The FCA is to examine the level of due diligence advisers carry out when choosing a platform as part of a thematic review later this year, Money Marketing understands. 

In its 2014/15 business plan last month, the FCA annouced it would be carrying out a thematic review on “effective due diligence for retail investment advice”. The regulator is still assessing the extent of the review and what it will include, though Money Marketing understands this will cover platform due diligence.

A spokeswoman for the FCA says: “We are still undertaking the scoping work for the thematic review into due diligence and will announce in due course what areas the review will cover.”

Since April, platforms have been required to charge on an unbundled basis and have to pass all rebates back to consumers on new business. The final rules state that advisers are responsible for ensuring the platforms they use are compliant.

The Platforum managing director Holly Mackay suggests advisers address questions beyond just price and functionality when choosing a platform. She says: “Advisers need to ask themselves things like: What do my clients actually need? Does this client need a platform in the first place? Do I need more than one? Does my client understand what it costs? Is the platform reliable?”

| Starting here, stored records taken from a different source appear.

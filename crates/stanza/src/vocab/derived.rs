//! # Derived Vocabularies
//!
//! Pruning, re-sorting, and subsetting. Each returns a new [`Vocab`] whose
//! ids are reassigned densely from 0; the receiver is never mutated.

use crate::{
    errors::{StanzaError, StanzaResult},
    types::{TokenCount, TokenId},
    vocab::Vocab,
};

impl Vocab {
    /// An empty vocabulary with the same unknown token (and its count).
    fn derived_base(&self) -> Vocab {
        let mut vocab = Vocab::new(self.unk());
        if let Some(unk_id) = self.unk_id() {
            vocab.set_count_of(0, self.count_list()[unk_id]);
        }
        vocab
    }

    /// Remove rare tokens.
    ///
    /// Keeps every token with ``count >= cutoff``, in original relative order;
    /// the unknown token is always kept.
    ///
    /// ## Arguments
    /// * `cutoff` - the minimum count to keep a token.
    ///
    /// ## Returns
    /// A new [`Vocab`] with remapped ids.
    pub fn prune_rares(
        &self,
        cutoff: TokenCount,
    ) -> Vocab {
        let mut vocab = self.derived_base();
        for (id, word) in self.iter() {
            let count = self.count_list()[id];
            if count >= cutoff && !self.is_unk(word) {
                vocab.push_new(word.to_string(), count);
            }
        }

        log::debug!(
            "prune_rares(cutoff={cutoff}): {} -> {} tokens",
            self.len(),
            vocab.len()
        );
        vocab
    }

    /// Reorder tokens by decreasing count.
    ///
    /// The unknown token, if any, stays at id 0 regardless of its count;
    /// the most common other token gets the next id, and so forth.
    /// Tokens with equal counts keep their original relative order.
    ///
    /// ## Returns
    /// A new [`Vocab`] with remapped ids.
    pub fn sort_by_decreasing_count(&self) -> Vocab {
        let counts = self.count_list();
        let mut ids: Vec<TokenId> = self
            .iter()
            .filter(|(_, word)| !self.is_unk(word))
            .map(|(id, _)| id)
            .collect();

        // stable: ties stay in id order.
        ids.sort_by(|&a, &b| counts[b].cmp(&counts[a]));

        let mut vocab = self.derived_base();
        for id in ids {
            vocab.push_new(self[id].to_string(), counts[id]);
        }
        vocab
    }

    /// Select a subset of tokens.
    ///
    /// The result holds the unknown token (if configured) followed by the
    /// given tokens, deduplicated, in order of first occurrence; each keeps
    /// its count from `self`.
    ///
    /// ## Returns
    /// A new [`Vocab`]; or [`StanzaError::UnknownToken`] if `self` does not
    /// contain one of the tokens.
    pub fn subset<I, S>(
        &self,
        tokens: I,
    ) -> StanzaResult<Vocab>
    where
        I: IntoIterator<Item = S>,
        S: AsRef<str>,
    {
        let mut vocab = self.derived_base();
        for token in tokens {
            let token = token.as_ref();
            if vocab.contains(token) {
                continue;
            }
            let id = self.get(token).ok_or_else(|| StanzaError::UnknownToken {
                token: token.to_string(),
            })?;
            vocab.push_new(token.to_string(), self.count_list()[id]);
        }
        Ok(vocab)
    }
}
//! # Vocabulary and Matrix IO
//!
//! ## Vocabulary Files
//!
//! One entry per line, in id order; the line index is the id:
//! ```terminaloutput
//! %vocab	unk	<unk>
//! <unk>	0
//! the	1061396
//! ,	1051722
//! ```
//! The ``%vocab`` header is only written when the vocabulary has an unknown
//! token. Tokens may not contain tabs or line breaks.
//!
//! ## Matrix Files
//!
//! Matrices are stored in the ``NumPy`` ``.npy`` format (version 1.0,
//! little-endian ``<f4``, C order), so they can be read with ``numpy.load``.
//!
//! ## Saving and Loading
//!
//! ```rust,no_run
//! use stanza::{Vocab, io::{load_vocab_path, save_vocab_path}};
//!
//! fn example() -> stanza::StanzaResult<()> {
//!     let mut vocab = Vocab::with_unk("<unk>");
//!     vocab.update(["a", "b", "a"])?;
//!
//!     save_vocab_path(&vocab, "corpus.vocab")?;
//!     assert_eq!(load_vocab_path("corpus.vocab")?, vocab);
//!     Ok(())
//! }
//! ```

mod atomic;
mod npy;
mod vocab_io;

#[doc(inline)]
pub use atomic::write_file_atomic;
#[doc(inline)]
pub use npy::{load_npy_path, read_npy_matrix, save_npy_path, write_npy_matrix};
pub(crate) use vocab_io::check_vocab_writable;
#[doc(inline)]
pub use vocab_io::{
    VOCAB_HEADER,
    load_vocab_path,
    read_vocab,
    read_vocab_with_unk,
    save_vocab_path,
    write_vocab,
};
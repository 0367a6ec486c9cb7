//! # ``NumPy`` ``.npy`` Matrix IO
//!
//! Writes version 1.0 files with ``'descr': '<f4'``; reads versions 1.0 to
//! 3.0 holding 2-d ``f4`` / ``f8`` data in either byte order and either
//! memory order. ``f8`` data is narrowed to ``f32``.

use std::{
    fs::File,
    io::{BufReader, Read, Write},
    path::Path,
};

use crate::{
    embeddings::EmbeddingMatrix,
    errors::{StanzaError, StanzaResult},
    io::write_file_atomic,
};

const NPY_MAGIC: &[u8; 6] = b"\x93NUMPY";

/// Header + preamble length is padded to a multiple of this.
const NPY_ALIGN: usize = 64;

#[derive(Debug, Clone, Copy, PartialEq)]
enum Dtype {
    F4 { little: bool },
    F8 { little: bool },
}

impl Dtype {
    fn parse(descr: &str) -> StanzaResult<Self> {
        Ok(match descr {
            "<f4" => Dtype::F4 { little: true },
            ">f4" => Dtype::F4 { little: false },
            "<f8" => Dtype::F8 { little: true },
            ">f8" => Dtype::F8 { little: false },
            _ => {
                return Err(StanzaError::Parse(format!(
                    "unsupported npy dtype {descr:?}"
                )));
            }
        })
    }

    fn size(self) -> usize {
        match self {
            Dtype::F4 { .. } => 4,
            Dtype::F8 { .. } => 8,
        }
    }

    fn decode(
        self,
        bytes: &[u8],
    ) -> f32 {
        match self {
            Dtype::F4 { little } => {
                let b: [u8; 4] = [bytes[0], bytes[1], bytes[2], bytes[3]];
                if little {
                    f32::from_le_bytes(b)
                } else {
                    f32::from_be_bytes(b)
                }
            }
            Dtype::F8 { little } => {
                let mut b = [0u8; 8];
                b.copy_from_slice(&bytes[..8]);
                let v = if little {
                    f64::from_le_bytes(b)
                } else {
                    f64::from_be_bytes(b)
                };
                v as f32
            }
        }
    }
}

#[derive(Debug, PartialEq)]
struct NpyHeader {
    dtype: Dtype,
    fortran_order: bool,
    shape: (usize, usize),
}

/// The text following `'key':` in a header dict literal.
fn dict_value<'a>(
    header: &'a str,
    key: &str,
) -> StanzaResult<&'a str> {
    let pat = format!("'{key}':");
    header
        .find(&pat)
        .map(|pos| header[pos + pat.len()..].trim_start())
        .ok_or_else(|| StanzaError::Parse(format!("npy header missing {key:?}: {header}")))
}

fn parse_header(header: &str) -> StanzaResult<NpyHeader> {
    let descr = dict_value(header, "descr")?;
    let descr = descr
        .strip_prefix('\'')
        .and_then(|d| d.split('\'').next())
        .ok_or_else(|| StanzaError::Parse(format!("bad npy descr: {header}")))?;
    let dtype = Dtype::parse(descr)?;

    let fortran_order = dict_value(header, "fortran_order")?.starts_with("True");

    let shape = dict_value(header, "shape")?;
    let dims = shape
        .strip_prefix('(')
        .and_then(|s| s.split(')').next())
        .ok_or_else(|| StanzaError::Parse(format!("bad npy shape: {header}")))?
        .split(',')
        .map(str::trim)
        .filter(|s| !s.is_empty())
        .map(|s| {
            s.parse::<usize>()
                .map_err(|e| StanzaError::Parse(format!("bad npy dim {s:?}: {e}")))
        })
        .collect::<StanzaResult<Vec<usize>>>()?;

    let shape = match dims.as_slice() {
        &[rows, dim] => (rows, dim),
        _ => {
            return Err(StanzaError::ShapeMismatch(format!(
                "expected a 2-d npy array, found shape {dims:?}"
            )));
        }
    };

    Ok(NpyHeader {
        dtype,
        fortran_order,
        shape,
    })
}

/// Write an [`EmbeddingMatrix`] as a version 1.0 ``.npy`` stream.
pub fn write_npy_matrix<W: Write>(
    matrix: &EmbeddingMatrix,
    writer: &mut W,
) -> StanzaResult<()> {
    let mut header = format!(
        "{{'descr': '<f4', 'fortran_order': False, 'shape': ({}, {}), }}",
        matrix.rows(),
        matrix.dim()
    );
    // magic + version + u16 length + header + '\n'
    let unpadded = NPY_MAGIC.len() + 2 + 2 + header.len() + 1;
    let padding = (NPY_ALIGN - unpadded % NPY_ALIGN) % NPY_ALIGN;
    header.extend(std::iter::repeat_n(' ', padding));
    header.push('\n');

    let header_len = u16::try_from(header.len())
        .map_err(|_| StanzaError::Parse("npy header too long".to_string()))?;

    writer.write_all(NPY_MAGIC)?;
    writer.write_all(&[1, 0])?;
    writer.write_all(&header_len.to_le_bytes())?;
    writer.write_all(header.as_bytes())?;

    let mut buf = Vec::with_capacity(matrix.as_slice().len() * 4);
    for x in matrix.as_slice() {
        buf.extend_from_slice(&x.to_le_bytes());
    }
    writer.write_all(&buf)?;
    Ok(())
}

/// Read exactly `len` bytes; the buffer only grows with bytes actually read.
fn read_up_to<R: Read>(
    reader: &mut R,
    len: usize,
    what: &str,
) -> StanzaResult<Vec<u8>> {
    let mut bytes = Vec::new();
    reader.by_ref().take(len as u64).read_to_end(&mut bytes)?;
    if bytes.len() != len {
        return Err(StanzaError::Parse(format!(
            "truncated npy {what}: expected {len} bytes, found {}",
            bytes.len()
        )));
    }
    Ok(bytes)
}

/// Read an [`EmbeddingMatrix`] from a ``.npy`` stream.
pub fn read_npy_matrix<R: Read>(reader: &mut R) -> StanzaResult<EmbeddingMatrix> {
    let mut magic = [0u8; 6];
    reader.read_exact(&mut magic)?;
    if &magic != NPY_MAGIC {
        return Err(StanzaError::Parse("not an npy file".to_string()));
    }

    let mut version = [0u8; 2];
    reader.read_exact(&mut version)?;
    let header_len = match version[0] {
        1 => {
            let mut b = [0u8; 2];
            reader.read_exact(&mut b)?;
            u16::from_le_bytes(b) as usize
        }
        2 | 3 => {
            let mut b = [0u8; 4];
            reader.read_exact(&mut b)?;
            u32::from_le_bytes(b) as usize
        }
        v => {
            return Err(StanzaError::Parse(format!(
                "unsupported npy version {v}.{}",
                version[1]
            )));
        }
    };

    let header = read_up_to(reader, header_len, "header")?;
    let header = String::from_utf8_lossy(&header);
    let NpyHeader {
        dtype,
        fortran_order,
        shape: (rows, dim),
    } = parse_header(&header)?;

    let n = rows
        .checked_mul(dim)
        .ok_or_else(|| StanzaError::ShapeMismatch(format!("shape ({rows}, {dim}) overflows")))?;
    let len = n.checked_mul(dtype.size()).ok_or_else(|| {
        StanzaError::ShapeMismatch(format!("shape ({rows}, {dim}) overflows"))
    })?;
    let bytes = read_up_to(reader, len, "data")?;

    let values: Vec<f32> = bytes
        .chunks_exact(dtype.size())
        .map(|b| dtype.decode(b))
        .collect();

    let data = if fortran_order {
        let mut data = vec![0.0; n];
        for c in 0..dim {
            for r in 0..rows {
                data[r * dim + c] = values[c * rows + r];
            }
        }
        data
    } else {
        values
    };

    EmbeddingMatrix::new(rows, dim, data)
}

/// Save an [`EmbeddingMatrix`] to a ``.npy`` file, replacing it atomically.
pub fn save_npy_path<P: AsRef<Path>>(
    matrix: &EmbeddingMatrix,
    path: P,
) -> StanzaResult<()> {
    write_file_atomic(path, |w| write_npy_matrix(matrix, w))
}

/// Load an [`EmbeddingMatrix`] from a ``.npy`` file.
pub fn load_npy_path<P: AsRef<Path>>(path: P) -> StanzaResult<EmbeddingMatrix> {
    let mut reader = BufReader::new(File::open(path)?);
    read_npy_matrix(&mut reader)
}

The Lang Cat senior consultant Sam Lynn says: “There is an in-built tension at the heart of platform use – suitability for individual clients versus scalable, repeatable efficiencies for an adviser business. That is a recipe for potential conflict of interest so it is really no surprise to see the FCA wanting to take a closer look at how advisers make their platform selections.”

Invest Southwest managing director David Penny says: “Past failures like Keydata show there can be no harm in checking advisers are working with organisations that are reputable and solvent, and that includes platforms.”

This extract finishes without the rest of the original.